Start of Given records

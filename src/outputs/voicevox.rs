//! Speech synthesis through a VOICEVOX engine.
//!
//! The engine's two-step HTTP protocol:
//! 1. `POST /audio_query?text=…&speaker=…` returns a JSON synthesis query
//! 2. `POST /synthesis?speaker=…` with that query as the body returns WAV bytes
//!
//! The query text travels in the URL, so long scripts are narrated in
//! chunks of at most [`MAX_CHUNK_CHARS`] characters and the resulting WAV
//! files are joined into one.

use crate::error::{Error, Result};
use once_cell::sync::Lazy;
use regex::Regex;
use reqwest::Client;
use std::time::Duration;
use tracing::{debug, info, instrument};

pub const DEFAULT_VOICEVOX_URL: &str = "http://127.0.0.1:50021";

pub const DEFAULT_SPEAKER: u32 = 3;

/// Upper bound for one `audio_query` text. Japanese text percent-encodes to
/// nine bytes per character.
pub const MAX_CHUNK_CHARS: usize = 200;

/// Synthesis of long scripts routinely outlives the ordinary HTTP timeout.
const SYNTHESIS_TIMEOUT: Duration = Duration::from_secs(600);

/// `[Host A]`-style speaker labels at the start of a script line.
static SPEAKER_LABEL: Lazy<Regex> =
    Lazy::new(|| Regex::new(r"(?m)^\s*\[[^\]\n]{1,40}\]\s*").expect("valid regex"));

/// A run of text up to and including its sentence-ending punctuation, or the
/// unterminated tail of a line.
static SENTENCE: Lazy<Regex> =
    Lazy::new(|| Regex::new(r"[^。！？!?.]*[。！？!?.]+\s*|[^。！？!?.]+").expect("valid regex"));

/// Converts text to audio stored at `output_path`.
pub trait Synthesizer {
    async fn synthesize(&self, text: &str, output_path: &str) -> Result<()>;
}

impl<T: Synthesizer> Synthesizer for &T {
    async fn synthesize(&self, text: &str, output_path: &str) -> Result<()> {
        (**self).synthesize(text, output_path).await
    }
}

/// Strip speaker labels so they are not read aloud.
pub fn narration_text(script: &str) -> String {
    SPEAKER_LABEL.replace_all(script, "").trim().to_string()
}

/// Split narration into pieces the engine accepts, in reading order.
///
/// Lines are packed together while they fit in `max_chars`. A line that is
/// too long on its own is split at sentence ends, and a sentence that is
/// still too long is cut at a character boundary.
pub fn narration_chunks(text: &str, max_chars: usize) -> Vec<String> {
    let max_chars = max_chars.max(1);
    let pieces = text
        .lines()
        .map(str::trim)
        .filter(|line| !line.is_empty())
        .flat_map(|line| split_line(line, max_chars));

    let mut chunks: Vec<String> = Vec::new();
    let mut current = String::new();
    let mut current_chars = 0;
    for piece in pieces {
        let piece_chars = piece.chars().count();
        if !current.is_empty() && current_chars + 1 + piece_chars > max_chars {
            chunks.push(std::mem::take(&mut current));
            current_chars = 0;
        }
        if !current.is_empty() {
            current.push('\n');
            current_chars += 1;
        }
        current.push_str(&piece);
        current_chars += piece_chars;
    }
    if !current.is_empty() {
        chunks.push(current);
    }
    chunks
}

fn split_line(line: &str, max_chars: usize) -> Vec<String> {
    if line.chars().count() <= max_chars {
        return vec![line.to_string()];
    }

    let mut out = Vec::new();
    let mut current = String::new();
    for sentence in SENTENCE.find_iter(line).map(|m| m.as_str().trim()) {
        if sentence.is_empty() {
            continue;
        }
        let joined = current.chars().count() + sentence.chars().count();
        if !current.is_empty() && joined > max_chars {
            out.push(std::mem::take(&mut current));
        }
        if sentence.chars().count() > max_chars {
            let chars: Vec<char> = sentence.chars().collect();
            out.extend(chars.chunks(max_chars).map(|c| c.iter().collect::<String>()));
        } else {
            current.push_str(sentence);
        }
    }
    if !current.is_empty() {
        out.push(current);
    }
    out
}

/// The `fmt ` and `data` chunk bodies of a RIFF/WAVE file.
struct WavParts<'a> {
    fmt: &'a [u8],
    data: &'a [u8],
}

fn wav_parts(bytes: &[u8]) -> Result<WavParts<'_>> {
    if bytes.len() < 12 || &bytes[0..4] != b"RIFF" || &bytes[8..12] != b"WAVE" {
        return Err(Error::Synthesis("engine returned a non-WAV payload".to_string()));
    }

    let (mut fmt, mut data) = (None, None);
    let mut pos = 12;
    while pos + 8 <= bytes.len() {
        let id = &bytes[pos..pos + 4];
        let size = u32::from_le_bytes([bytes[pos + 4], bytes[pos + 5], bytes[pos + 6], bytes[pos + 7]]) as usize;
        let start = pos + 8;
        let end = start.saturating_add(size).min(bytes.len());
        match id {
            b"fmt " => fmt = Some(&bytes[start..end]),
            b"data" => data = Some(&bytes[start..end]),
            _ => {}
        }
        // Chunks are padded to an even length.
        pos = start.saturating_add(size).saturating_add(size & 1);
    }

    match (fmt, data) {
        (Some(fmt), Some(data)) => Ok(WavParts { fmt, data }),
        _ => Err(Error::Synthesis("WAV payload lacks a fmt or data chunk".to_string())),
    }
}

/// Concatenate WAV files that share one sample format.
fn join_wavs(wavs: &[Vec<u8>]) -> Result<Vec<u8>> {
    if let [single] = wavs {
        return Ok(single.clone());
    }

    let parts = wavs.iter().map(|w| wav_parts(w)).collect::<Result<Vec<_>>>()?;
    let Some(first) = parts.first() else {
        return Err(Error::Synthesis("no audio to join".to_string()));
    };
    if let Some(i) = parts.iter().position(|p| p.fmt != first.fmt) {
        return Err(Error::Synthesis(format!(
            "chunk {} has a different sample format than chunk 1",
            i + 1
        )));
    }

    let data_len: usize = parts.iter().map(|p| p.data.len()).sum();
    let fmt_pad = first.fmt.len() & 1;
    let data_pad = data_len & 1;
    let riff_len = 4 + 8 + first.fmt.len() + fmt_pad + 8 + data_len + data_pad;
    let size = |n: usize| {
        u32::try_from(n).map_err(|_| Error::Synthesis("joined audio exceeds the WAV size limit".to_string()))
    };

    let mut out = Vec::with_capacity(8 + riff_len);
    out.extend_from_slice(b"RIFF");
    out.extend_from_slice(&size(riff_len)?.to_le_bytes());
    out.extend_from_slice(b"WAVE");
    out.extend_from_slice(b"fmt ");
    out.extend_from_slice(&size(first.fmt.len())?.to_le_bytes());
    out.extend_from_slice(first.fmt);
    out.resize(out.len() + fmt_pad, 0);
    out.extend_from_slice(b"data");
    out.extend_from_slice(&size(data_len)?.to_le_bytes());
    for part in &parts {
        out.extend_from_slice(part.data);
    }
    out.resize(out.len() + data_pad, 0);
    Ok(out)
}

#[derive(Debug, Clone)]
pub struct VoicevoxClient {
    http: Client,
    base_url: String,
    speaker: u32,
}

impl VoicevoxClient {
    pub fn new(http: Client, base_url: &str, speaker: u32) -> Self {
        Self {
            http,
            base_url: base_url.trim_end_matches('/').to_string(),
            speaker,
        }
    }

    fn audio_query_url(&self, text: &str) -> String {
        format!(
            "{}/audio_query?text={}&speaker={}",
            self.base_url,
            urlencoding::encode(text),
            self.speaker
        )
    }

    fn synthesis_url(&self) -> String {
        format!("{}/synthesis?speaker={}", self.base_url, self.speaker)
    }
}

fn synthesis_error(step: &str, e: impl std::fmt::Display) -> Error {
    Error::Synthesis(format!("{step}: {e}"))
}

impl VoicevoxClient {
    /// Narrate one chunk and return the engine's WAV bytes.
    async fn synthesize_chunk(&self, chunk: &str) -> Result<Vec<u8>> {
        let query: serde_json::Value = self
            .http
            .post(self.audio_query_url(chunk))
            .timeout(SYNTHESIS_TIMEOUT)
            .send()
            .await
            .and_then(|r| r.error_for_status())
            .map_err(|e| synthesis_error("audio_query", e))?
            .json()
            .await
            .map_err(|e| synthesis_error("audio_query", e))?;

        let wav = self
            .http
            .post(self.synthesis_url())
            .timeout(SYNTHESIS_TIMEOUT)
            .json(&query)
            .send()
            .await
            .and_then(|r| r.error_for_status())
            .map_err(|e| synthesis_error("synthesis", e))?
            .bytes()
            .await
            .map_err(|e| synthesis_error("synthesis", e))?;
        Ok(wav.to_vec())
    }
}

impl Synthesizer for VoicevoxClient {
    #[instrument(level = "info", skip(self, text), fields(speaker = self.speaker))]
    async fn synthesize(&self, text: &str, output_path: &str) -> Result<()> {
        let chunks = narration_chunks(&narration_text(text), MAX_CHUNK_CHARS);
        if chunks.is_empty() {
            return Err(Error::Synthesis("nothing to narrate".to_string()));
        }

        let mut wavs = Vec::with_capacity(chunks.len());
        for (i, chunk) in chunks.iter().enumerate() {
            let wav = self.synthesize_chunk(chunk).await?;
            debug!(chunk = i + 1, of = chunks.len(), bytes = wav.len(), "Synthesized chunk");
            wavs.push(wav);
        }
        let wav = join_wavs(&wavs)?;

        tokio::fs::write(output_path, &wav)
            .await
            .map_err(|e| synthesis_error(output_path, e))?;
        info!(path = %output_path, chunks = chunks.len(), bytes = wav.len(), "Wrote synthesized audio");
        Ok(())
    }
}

End of Given records
Start of Given records

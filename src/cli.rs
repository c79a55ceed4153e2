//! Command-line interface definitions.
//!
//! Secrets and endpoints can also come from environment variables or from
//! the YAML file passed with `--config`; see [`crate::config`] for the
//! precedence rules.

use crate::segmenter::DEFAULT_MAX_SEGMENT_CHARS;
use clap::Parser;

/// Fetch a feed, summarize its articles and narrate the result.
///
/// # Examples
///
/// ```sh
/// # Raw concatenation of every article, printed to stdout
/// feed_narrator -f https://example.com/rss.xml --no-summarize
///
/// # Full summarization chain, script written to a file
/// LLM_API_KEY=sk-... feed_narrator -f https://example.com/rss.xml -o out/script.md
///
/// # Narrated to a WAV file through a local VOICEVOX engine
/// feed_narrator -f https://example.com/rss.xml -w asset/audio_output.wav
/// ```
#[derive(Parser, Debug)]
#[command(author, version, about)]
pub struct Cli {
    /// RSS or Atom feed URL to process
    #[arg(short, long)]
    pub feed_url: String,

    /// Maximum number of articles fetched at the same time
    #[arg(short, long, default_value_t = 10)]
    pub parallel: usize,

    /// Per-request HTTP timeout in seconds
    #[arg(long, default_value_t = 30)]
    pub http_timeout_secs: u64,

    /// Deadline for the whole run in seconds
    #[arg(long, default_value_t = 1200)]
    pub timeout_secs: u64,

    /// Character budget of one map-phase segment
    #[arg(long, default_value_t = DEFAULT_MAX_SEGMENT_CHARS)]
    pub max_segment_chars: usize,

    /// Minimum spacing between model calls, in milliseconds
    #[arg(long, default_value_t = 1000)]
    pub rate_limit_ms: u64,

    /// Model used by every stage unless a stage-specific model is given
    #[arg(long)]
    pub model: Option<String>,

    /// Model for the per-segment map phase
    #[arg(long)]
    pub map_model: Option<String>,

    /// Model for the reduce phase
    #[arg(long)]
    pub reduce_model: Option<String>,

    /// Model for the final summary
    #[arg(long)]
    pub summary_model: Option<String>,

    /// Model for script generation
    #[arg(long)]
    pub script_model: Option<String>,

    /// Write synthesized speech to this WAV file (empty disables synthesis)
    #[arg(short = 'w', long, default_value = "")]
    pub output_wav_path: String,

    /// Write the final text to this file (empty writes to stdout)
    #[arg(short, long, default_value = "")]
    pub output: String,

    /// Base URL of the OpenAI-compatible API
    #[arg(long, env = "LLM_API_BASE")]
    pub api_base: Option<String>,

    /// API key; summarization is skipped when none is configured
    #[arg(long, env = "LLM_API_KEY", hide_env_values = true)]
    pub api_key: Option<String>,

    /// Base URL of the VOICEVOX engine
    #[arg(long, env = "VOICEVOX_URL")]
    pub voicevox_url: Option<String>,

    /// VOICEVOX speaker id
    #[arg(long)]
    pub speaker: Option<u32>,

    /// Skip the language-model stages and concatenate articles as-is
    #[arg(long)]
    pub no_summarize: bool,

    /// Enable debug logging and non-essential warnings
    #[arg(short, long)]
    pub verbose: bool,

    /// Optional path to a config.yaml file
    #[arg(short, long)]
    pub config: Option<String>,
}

End of Given records
Start of Given records

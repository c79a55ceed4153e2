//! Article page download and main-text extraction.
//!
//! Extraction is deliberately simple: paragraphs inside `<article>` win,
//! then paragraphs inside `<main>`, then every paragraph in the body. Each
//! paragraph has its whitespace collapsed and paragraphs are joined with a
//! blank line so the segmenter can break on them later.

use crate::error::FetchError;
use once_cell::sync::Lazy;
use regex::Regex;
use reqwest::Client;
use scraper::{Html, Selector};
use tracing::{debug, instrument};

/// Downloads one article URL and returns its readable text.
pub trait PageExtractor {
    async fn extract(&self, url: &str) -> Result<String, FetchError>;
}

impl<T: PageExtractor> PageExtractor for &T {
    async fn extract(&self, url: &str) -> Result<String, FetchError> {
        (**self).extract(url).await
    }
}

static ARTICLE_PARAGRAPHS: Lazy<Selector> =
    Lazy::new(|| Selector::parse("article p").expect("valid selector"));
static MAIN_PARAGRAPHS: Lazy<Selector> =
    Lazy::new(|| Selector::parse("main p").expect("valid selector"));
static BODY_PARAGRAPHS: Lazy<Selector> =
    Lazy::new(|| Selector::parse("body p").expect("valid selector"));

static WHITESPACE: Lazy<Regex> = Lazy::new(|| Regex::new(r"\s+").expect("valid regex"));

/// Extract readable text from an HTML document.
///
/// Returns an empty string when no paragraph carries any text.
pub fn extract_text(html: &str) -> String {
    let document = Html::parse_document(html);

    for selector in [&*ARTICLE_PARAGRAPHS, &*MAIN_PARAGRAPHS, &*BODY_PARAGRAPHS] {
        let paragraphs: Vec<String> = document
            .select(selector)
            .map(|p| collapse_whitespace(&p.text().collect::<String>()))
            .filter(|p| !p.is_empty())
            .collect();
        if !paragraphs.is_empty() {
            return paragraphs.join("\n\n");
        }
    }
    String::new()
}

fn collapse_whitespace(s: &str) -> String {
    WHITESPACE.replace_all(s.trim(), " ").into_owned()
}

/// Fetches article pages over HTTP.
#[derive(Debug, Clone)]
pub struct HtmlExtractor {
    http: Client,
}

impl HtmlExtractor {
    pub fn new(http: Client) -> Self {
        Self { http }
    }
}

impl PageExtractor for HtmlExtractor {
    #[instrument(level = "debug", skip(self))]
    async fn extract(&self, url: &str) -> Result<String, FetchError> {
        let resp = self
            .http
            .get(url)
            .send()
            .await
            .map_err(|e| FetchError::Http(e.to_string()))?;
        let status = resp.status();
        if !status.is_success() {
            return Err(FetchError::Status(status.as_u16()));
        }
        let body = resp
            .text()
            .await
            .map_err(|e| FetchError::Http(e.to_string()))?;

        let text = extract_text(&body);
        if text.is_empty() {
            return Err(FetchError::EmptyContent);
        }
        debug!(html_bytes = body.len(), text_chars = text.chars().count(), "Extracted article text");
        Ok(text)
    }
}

End of Given records

# Problem description
The answer should be a single number giving how many lines in the records hold the word "static".

# Result
6